As written: unverifiable. The macro asks me to confirm "missing gate fails / extra gate fails / NULL gate fails / deleted failing gate cannot green readiness." None of these can be confirmed because the FIX7 readiness function, the gate-manifest schema, and the count-derivation rule do not exist in the docs. The required correction is a concrete readiness spec stating: denominator = count(sealed_active_gate_manifest); ready ⇔ count(passing_gate_results) = count(manifest) AND no NULL result AND result_set keys ≡ manifest keys (exact-set, both directions); and that the gate-result source and the manifest are different sealed objects the runtime cannot write.
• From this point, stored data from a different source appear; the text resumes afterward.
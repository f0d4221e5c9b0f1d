// src/core/protocol/mod.rs

//! Wire-level message and op definitions for the room protocol.
//!
//! Frames are JSON text. Every message carries a small integer opcode in its
//! `type` field; a single frame may hold one message object or an array of
//! them. The server additionally sends the literal (non-JSON) string `"pong"`
//! in response to `"ping"`, which is handled at the channel layer before
//! decoding.

pub mod decode;

use serde_json::{Value, json};

pub use decode::parse_frame;

/// A plain JSON object, used for presence records and object/map payloads.
pub type JsonObject = serde_json::Map<String, Value>;

/// Opcodes for client → server messages.
pub mod client_msg_code {
    pub const UPDATE_PRESENCE: u64 = 100;
    pub const BROADCAST_EVENT: u64 = 103;
    pub const FETCH_STORAGE: u64 = 200;
    pub const UPDATE_STORAGE: u64 = 201;
}

/// Opcodes for server → client messages.
pub mod server_msg_code {
    pub const UPDATE_PRESENCE: u64 = 100;
    pub const USER_JOINED: u64 = 101;
    pub const USER_LEFT: u64 = 102;
    pub const BROADCASTED_EVENT: u64 = 103;
    pub const ROOM_STATE: u64 = 104;
    pub const INITIAL_STORAGE_STATE: u64 = 200;
    pub const UPDATE_STORAGE: u64 = 201;
    pub const REJECT_STORAGE_OP: u64 = 299;
}

/// Opcodes for storage ops.
pub mod op_code {
    pub const SET_PARENT_KEY: u64 = 1;
    pub const CREATE_LIST: u64 = 2;
    pub const UPDATE_OBJECT: u64 = 3;
    pub const CREATE_OBJECT: u64 = 4;
    pub const DELETE_CRDT: u64 = 5;
    pub const DELETE_OBJECT_KEY: u64 = 6;
    pub const CREATE_MAP: u64 = 7;
    pub const CREATE_REGISTER: u64 = 8;
    pub const ACK: u64 = 9;
}

/// Type tags for serialized CRDT nodes in `INITIAL_STORAGE_STATE` items.
pub mod crdt_type {
    pub const OBJECT: u64 = 0;
    pub const LIST: u64 = 1;
    pub const MAP: u64 = 2;
    pub const REGISTER: u64 = 3;
}

/// The broadcast sentinel for a full presence keyframe.
pub const BROADCAST_ALL: i32 = -1;

/// Parent link of a non-root node: the parent's node id plus the key (or list
/// position) under which the child hangs.
#[derive(Debug, Clone, PartialEq, Eq)]
pub struct ParentRef {
    pub id: String,
    pub key: String,
}

/// A single mutation descriptor on the CRDT tree, or an `Ack` echo.
///
/// Every non-`Ack` op carries an `op_id` once it has been dispatched; ops
/// replayed from history are stored without one and get a fresh id on
/// re-dispatch.
#[derive(Debug, Clone, PartialEq)]
pub enum Op {
    CreateObject {
        op_id: Option<String>,
        id: String,
        parent_id: Option<String>,
        parent_key: Option<String>,
        data: JsonObject,
    },
    CreateList {
        op_id: Option<String>,
        id: String,
        parent_id: String,
        parent_key: String,
    },
    CreateMap {
        op_id: Option<String>,
        id: String,
        parent_id: String,
        parent_key: String,
    },
    CreateRegister {
        op_id: Option<String>,
        id: String,
        parent_id: String,
        parent_key: String,
        data: Value,
    },
    UpdateObject {
        op_id: Option<String>,
        id: String,
        data: JsonObject,
    },
    DeleteObjectKey {
        op_id: Option<String>,
        id: String,
        key: String,
    },
    SetParentKey {
        op_id: Option<String>,
        id: String,
        parent_key: String,
    },
    DeleteCrdt {
        op_id: Option<String>,
        id: String,
    },
    /// A server echo confirming one of our ops. No state effect.
    Ack { op_id: String },
}

impl Op {
    pub fn op_id(&self) -> Option<&str> {
        match self {
            Op::CreateObject { op_id, .. }
            | Op::CreateList { op_id, .. }
            | Op::CreateMap { op_id, .. }
            | Op::CreateRegister { op_id, .. }
            | Op::UpdateObject { op_id, .. }
            | Op::DeleteObjectKey { op_id, .. }
            | Op::SetParentKey { op_id, .. }
            | Op::DeleteCrdt { op_id, .. } => op_id.as_deref(),
            Op::Ack { op_id } => Some(op_id),
        }
    }

    pub fn set_op_id(&mut self, new_id: String) {
        match self {
            Op::CreateObject { op_id, .. }
            | Op::CreateList { op_id, .. }
            | Op::CreateMap { op_id, .. }
            | Op::CreateRegister { op_id, .. }
            | Op::UpdateObject { op_id, .. }
            | Op::DeleteObjectKey { op_id, .. }
            | Op::SetParentKey { op_id, .. }
            | Op::DeleteCrdt { op_id, .. } => *op_id = Some(new_id),
            Op::Ack { op_id } => *op_id = new_id,
        }
    }

    /// The node this op targets (for creates, the node being created).
    pub fn target_id(&self) -> Option<&str> {
        match self {
            Op::CreateObject { id, .. }
            | Op::CreateList { id, .. }
            | Op::CreateMap { id, .. }
            | Op::CreateRegister { id, .. }
            | Op::UpdateObject { id, .. }
            | Op::DeleteObjectKey { id, .. }
            | Op::SetParentKey { id, .. }
            | Op::DeleteCrdt { id, .. } => Some(id),
            Op::Ack { .. } => None,
        }
    }

    pub fn is_create(&self) -> bool {
        matches!(
            self,
            Op::CreateObject { .. }
                | Op::CreateList { .. }
                | Op::CreateMap { .. }
                | Op::CreateRegister { .. }
        )
    }

    pub fn to_json(&self) -> Value {
        fn put_op_id(obj: &mut JsonObject, op_id: &Option<String>) {
            if let Some(op_id) = op_id {
                obj.insert("opId".into(), json!(op_id));
            }
        }
        match self {
            Op::CreateObject {
                op_id,
                id,
                parent_id,
                parent_key,
                data,
            } => {
                let mut obj = JsonObject::new();
                obj.insert("type".into(), json!(op_code::CREATE_OBJECT));
                put_op_id(&mut obj, op_id);
                obj.insert("id".into(), json!(id));
                if let Some(parent_id) = parent_id {
                    obj.insert("parentId".into(), json!(parent_id));
                }
                if let Some(parent_key) = parent_key {
                    obj.insert("parentKey".into(), json!(parent_key));
                }
                obj.insert("data".into(), Value::Object(data.clone()));
                Value::Object(obj)
            }
            Op::CreateList {
                op_id,
                id,
                parent_id,
                parent_key,
            } => {
                let mut obj = JsonObject::new();
                obj.insert("type".into(), json!(op_code::CREATE_LIST));
                put_op_id(&mut obj, op_id);
                obj.insert("id".into(), json!(id));
                obj.insert("parentId".into(), json!(parent_id));
                obj.insert("parentKey".into(), json!(parent_key));
                Value::Object(obj)
            }
            Op::CreateMap {
                op_id,
                id,
                parent_id,
                parent_key,
            } => {
                let mut obj = JsonObject::new();
                obj.insert("type".into(), json!(op_code::CREATE_MAP));
                put_op_id(&mut obj, op_id);
                obj.insert("id".into(), json!(id));
                obj.insert("parentId".into(), json!(parent_id));
                obj.insert("parentKey".into(), json!(parent_key));
                Value::Object(obj)
            }
            Op::CreateRegister {
                op_id,
                id,
                parent_id,
                parent_key,
                data,
            } => {
                let mut obj = JsonObject::new();
                obj.insert("type".into(), json!(op_code::CREATE_REGISTER));
                put_op_id(&mut obj, op_id);
                obj.insert("id".into(), json!(id));
                obj.insert("parentId".into(), json!(parent_id));
                obj.insert("parentKey".into(), json!(parent_key));
                obj.insert("data".into(), data.clone());
                Value::Object(obj)
            }
            Op::UpdateObject { op_id, id, data } => {
                let mut obj = JsonObject::new();
                obj.insert("type".into(), json!(op_code::UPDATE_OBJECT));
                put_op_id(&mut obj, op_id);
                obj.insert("id".into(), json!(id));
                obj.insert("data".into(), Value::Object(data.clone()));
                Value::Object(obj)
            }
            Op::DeleteObjectKey { op_id, id, key } => {
                let mut obj = JsonObject::new();
                obj.insert("type".into(), json!(op_code::DELETE_OBJECT_KEY));
                put_op_id(&mut obj, op_id);
                obj.insert("id".into(), json!(id));
                obj.insert("key".into(), json!(key));
                Value::Object(obj)
            }
            Op::SetParentKey {
                op_id,
                id,
                parent_key,
            } => {
                let mut obj = JsonObject::new();
                obj.insert("type".into(), json!(op_code::SET_PARENT_KEY));
                put_op_id(&mut obj, op_id);
                obj.insert("id".into(), json!(id));
                obj.insert("parentKey".into(), json!(parent_key));
                Value::Object(obj)
            }
            Op::DeleteCrdt { op_id, id } => {
                let mut obj = JsonObject::new();
                obj.insert("type".into(), json!(op_code::DELETE_CRDT));
                put_op_id(&mut obj, op_id);
                obj.insert("id".into(), json!(id));
                Value::Object(obj)
            }
            Op::Ack { op_id } => json!({ "type": op_code::ACK, "opId": op_id }),
        }
    }
}

/// The wire form of one CRDT node, as found in `INITIAL_STORAGE_STATE` items.
#[derive(Debug, Clone, PartialEq)]
pub enum SerializedCrdt {
    Object {
        parent: Option<ParentRef>,
        data: JsonObject,
    },
    List { parent: ParentRef },
    Map { parent: ParentRef },
    Register { parent: ParentRef, data: Value },
}

impl SerializedCrdt {
    pub fn parent(&self) -> Option<&ParentRef> {
        match self {
            SerializedCrdt::Object { parent, .. } => parent.as_ref(),
            SerializedCrdt::List { parent }
            | SerializedCrdt::Map { parent }
            | SerializedCrdt::Register { parent, .. } => Some(parent),
        }
    }

    pub fn to_json(&self) -> Value {
        fn put_parent(obj: &mut JsonObject, parent: &ParentRef) {
            obj.insert("parentId".into(), json!(parent.id));
            obj.insert("parentKey".into(), json!(parent.key));
        }
        match self {
            SerializedCrdt::Object { parent, data } => {
                let mut obj = JsonObject::new();
                obj.insert("type".into(), json!(crdt_type::OBJECT));
                if let Some(parent) = parent {
                    put_parent(&mut obj, parent);
                }
                obj.insert("data".into(), Value::Object(data.clone()));
                Value::Object(obj)
            }
            SerializedCrdt::List { parent } => {
                let mut obj = JsonObject::new();
                obj.insert("type".into(), json!(crdt_type::LIST));
                put_parent(&mut obj, parent);
                Value::Object(obj)
            }
            SerializedCrdt::Map { parent } => {
                let mut obj = JsonObject::new();
                obj.insert("type".into(), json!(crdt_type::MAP));
                put_parent(&mut obj, parent);
                Value::Object(obj)
            }
            SerializedCrdt::Register { parent, data } => {
                let mut obj = JsonObject::new();
                obj.insert("type".into(), json!(crdt_type::REGISTER));
                put_parent(&mut obj, parent);
                obj.insert("data".into(), data.clone());
                Value::Object(obj)
            }
        }
    }
}

/// A client → server message.
#[derive(Debug, Clone, PartialEq)]
pub enum ClientMessage {
    UpdatePresence {
        data: JsonObject,
        /// `None` is a patch; `Some(-1)` is a broadcast keyframe; any other
        /// value is a full snapshot sent directly to that actor.
        target_actor: Option<i32>,
    },
    BroadcastEvent { event: Value },
    FetchStorage,
    UpdateStorage { ops: Vec<Op> },
}

impl ClientMessage {
    pub fn to_json(&self) -> Value {
        match self {
            ClientMessage::UpdatePresence { data, target_actor } => {
                let mut obj = JsonObject::new();
                obj.insert("type".into(), json!(client_msg_code::UPDATE_PRESENCE));
                if let Some(target) = target_actor {
                    obj.insert("targetActor".into(), json!(target));
                }
                obj.insert("data".into(), Value::Object(data.clone()));
                Value::Object(obj)
            }
            ClientMessage::BroadcastEvent { event } => {
                json!({ "type": client_msg_code::BROADCAST_EVENT, "event": event })
            }
            ClientMessage::FetchStorage => json!({ "type": client_msg_code::FETCH_STORAGE }),
            ClientMessage::UpdateStorage { ops } => {
                let ops: Vec<Value> = ops.iter().map(Op::to_json).collect();
                json!({ "type": client_msg_code::UPDATE_STORAGE, "ops": ops })
            }
        }
    }
}

/// Encodes a group of outbound messages into one text frame. A single message
/// is sent as a bare object, several as a JSON array.
pub fn encode_frame(messages: &[ClientMessage]) -> String {
    match messages {
        [single] => single.to_json().to_string(),
        many => Value::Array(many.iter().map(ClientMessage::to_json).collect()).to_string(),
    }
}

/// Connection metadata for a peer, as carried by `USER_JOINED` and `ROOM_STATE`.
#[derive(Debug, Clone, PartialEq)]
pub struct PeerInfo {
    pub id: Option<String>,
    pub info: Option<Value>,
    pub scopes: Vec<String>,
}

/// A server → client message.
#[derive(Debug, Clone, PartialEq)]
pub enum ServerMessage {
    UpdatePresence {
        actor: i32,
        data: JsonObject,
        /// Present iff the message is a full snapshot rather than a patch.
        target_actor: Option<i32>,
    },
    UserJoined { actor: i32, peer: PeerInfo },
    UserLeft { actor: i32 },
    BroadcastedEvent { actor: i32, event: Value },
    RoomState { users: Vec<(i32, PeerInfo)> },
    InitialStorageState { items: Vec<(String, SerializedCrdt)> },
    UpdateStorage { ops: Vec<Op> },
    RejectStorageOp { op_ids: Vec<String>, reason: String },
}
Live today: there IS a mutable-denominator path — Directus owns the gate/signoff tables and holds DELETE. This is precisely the bypass E.5/E.8 warn against. It is contained only by (a) the present global block (signoff=0 → readiness red) and (b) the future operator cutover. Until cutover, a readiness gate that asserts "control-plane is owned by qt001_cp_owner and Directus has no write" must itself be part of the sealed denominator and must fail. FIX7 does not concretely specify this gate.
Readiness exact-set verdict
NO mutable-denominator bypass in the design intent; a mutable-denominator path EXISTS live until owner cutover; and the FIX7 readiness denominator is not concretely specified. → NEEDS_CLARIFICATION (spec) + must remain BLOCKED (live). Contributes to DESIGN_BLOCKED_REQUIRES_CODEX_UPDATE.